[Records for this task]
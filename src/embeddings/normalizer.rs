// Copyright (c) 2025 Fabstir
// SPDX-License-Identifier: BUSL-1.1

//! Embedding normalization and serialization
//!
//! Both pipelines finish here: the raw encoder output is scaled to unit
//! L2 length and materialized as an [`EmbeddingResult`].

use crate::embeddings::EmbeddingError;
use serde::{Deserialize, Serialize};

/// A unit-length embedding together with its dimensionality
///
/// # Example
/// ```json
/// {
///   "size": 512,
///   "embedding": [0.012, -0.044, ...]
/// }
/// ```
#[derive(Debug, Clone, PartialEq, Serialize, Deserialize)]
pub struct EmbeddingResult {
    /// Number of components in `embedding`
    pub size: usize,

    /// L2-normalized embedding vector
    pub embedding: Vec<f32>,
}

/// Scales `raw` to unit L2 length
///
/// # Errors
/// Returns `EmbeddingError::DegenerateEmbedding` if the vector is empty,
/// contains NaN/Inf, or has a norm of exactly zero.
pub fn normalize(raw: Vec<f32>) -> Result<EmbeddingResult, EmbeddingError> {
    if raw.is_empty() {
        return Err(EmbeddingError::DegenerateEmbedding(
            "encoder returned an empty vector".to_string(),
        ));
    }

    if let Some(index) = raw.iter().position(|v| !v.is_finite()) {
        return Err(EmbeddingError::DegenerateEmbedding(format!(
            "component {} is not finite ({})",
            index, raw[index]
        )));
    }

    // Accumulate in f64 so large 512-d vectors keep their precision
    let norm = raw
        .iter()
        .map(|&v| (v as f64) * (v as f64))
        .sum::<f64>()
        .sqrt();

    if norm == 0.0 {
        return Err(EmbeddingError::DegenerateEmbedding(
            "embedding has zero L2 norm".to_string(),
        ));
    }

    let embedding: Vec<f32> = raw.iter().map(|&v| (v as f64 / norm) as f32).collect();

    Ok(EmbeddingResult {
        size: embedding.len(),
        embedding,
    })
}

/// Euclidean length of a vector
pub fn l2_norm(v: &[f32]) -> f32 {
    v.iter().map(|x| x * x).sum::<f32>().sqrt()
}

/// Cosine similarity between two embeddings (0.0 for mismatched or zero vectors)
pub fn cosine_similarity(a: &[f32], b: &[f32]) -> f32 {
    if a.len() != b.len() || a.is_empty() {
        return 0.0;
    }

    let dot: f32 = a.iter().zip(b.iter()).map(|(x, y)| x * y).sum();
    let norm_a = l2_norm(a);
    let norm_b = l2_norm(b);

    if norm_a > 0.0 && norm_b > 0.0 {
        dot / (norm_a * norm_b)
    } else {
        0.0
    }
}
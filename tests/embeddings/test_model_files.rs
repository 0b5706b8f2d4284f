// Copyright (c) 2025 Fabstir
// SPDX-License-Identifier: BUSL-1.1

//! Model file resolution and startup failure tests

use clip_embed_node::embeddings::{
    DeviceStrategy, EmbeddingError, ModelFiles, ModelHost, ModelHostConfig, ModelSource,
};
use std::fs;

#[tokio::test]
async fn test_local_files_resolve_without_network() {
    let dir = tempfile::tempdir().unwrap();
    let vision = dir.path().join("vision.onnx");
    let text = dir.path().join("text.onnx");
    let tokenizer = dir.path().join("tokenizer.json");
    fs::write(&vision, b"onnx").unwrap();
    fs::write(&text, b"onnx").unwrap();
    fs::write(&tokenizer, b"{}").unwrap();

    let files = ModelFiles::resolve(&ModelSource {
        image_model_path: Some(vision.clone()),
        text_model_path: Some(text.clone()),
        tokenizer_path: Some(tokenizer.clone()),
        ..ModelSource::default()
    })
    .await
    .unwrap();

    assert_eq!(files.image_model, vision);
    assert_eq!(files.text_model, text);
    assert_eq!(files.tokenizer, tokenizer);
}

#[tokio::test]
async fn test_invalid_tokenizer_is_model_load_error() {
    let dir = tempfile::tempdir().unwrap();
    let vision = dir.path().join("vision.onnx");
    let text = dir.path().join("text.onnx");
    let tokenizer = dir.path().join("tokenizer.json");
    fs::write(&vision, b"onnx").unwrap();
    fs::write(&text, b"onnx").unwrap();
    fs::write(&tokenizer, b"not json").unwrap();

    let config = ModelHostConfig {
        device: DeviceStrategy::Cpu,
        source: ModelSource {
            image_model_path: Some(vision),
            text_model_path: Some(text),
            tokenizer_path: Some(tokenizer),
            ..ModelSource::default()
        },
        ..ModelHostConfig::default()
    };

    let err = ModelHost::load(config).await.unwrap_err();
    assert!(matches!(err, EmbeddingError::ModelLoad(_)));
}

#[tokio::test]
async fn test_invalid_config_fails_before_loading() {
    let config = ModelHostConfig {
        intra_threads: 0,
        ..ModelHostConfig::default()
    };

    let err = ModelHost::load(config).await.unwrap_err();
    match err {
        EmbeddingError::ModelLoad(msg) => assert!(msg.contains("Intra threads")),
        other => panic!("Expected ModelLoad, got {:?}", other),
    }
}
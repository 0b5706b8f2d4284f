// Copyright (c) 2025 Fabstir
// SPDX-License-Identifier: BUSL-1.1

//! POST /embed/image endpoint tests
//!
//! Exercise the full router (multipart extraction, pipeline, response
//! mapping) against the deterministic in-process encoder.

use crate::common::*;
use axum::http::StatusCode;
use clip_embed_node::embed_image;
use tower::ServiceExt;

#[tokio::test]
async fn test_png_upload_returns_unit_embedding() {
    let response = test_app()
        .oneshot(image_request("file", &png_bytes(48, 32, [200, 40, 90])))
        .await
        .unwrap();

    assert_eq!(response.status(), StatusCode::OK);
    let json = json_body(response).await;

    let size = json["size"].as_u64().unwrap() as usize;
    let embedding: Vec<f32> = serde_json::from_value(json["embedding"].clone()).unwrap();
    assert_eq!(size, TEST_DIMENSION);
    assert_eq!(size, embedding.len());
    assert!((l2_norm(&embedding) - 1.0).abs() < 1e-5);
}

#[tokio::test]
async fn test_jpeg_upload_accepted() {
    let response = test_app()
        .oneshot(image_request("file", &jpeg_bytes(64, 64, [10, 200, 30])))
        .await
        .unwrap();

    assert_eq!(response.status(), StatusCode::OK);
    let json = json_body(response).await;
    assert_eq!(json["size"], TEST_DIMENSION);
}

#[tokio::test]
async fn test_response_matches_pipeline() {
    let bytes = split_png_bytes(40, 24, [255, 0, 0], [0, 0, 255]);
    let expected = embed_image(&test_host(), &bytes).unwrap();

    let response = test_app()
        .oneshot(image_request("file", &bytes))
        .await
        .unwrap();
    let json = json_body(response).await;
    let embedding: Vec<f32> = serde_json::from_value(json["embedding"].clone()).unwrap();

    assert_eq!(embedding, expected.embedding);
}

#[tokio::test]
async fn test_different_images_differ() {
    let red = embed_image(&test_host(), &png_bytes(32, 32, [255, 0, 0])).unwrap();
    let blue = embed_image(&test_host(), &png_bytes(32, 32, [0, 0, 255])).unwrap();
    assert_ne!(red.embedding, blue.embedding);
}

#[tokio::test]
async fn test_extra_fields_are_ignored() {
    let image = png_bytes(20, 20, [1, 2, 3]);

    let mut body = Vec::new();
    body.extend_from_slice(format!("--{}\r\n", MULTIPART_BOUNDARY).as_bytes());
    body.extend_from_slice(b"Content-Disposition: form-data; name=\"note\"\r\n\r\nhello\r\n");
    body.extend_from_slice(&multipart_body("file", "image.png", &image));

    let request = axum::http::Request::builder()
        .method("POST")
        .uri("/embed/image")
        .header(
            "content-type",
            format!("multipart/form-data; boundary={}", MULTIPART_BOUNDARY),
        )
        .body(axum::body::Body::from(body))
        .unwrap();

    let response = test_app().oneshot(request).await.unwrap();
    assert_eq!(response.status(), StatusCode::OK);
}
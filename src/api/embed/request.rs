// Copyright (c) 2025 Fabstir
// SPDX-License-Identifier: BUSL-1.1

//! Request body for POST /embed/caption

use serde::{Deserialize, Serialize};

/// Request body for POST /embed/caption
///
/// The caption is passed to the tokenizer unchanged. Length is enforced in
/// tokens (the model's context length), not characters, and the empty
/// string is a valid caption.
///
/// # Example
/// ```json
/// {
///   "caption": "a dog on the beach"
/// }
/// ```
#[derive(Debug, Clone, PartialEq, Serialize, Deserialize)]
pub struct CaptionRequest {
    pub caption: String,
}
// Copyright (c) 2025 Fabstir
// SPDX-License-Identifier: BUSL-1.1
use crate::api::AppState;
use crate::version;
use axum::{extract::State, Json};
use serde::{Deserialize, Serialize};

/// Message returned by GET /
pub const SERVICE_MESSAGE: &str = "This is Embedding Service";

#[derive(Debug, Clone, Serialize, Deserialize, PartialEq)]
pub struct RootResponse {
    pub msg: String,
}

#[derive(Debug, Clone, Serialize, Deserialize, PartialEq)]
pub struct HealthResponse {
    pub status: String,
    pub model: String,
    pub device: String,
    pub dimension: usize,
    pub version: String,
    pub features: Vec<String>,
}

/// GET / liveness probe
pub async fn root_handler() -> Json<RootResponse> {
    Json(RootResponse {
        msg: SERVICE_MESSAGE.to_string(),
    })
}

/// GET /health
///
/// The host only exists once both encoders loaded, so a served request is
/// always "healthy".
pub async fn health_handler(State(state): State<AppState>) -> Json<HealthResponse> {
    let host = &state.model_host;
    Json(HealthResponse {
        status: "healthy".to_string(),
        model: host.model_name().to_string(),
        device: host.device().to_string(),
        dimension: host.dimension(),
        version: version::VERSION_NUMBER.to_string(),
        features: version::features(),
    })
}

[The task]
Your answer must be the data above, copied exactly from its first line through the line containing "use crate::embeddings::EmbeddingError;", and nothing more.

[Response below]
filename src/embeddings/normalizer.rs
// Copyright (c) 2025 Fabstir
// SPDX-License-Identifier: BUSL-1.1

//! Embedding normalization and serialization
//!
//! Both pipelines finish here: the raw encoder output is scaled to unit
//! L2 length and materialized as an [`EmbeddingResult`].

use crate::embeddings::EmbeddingError;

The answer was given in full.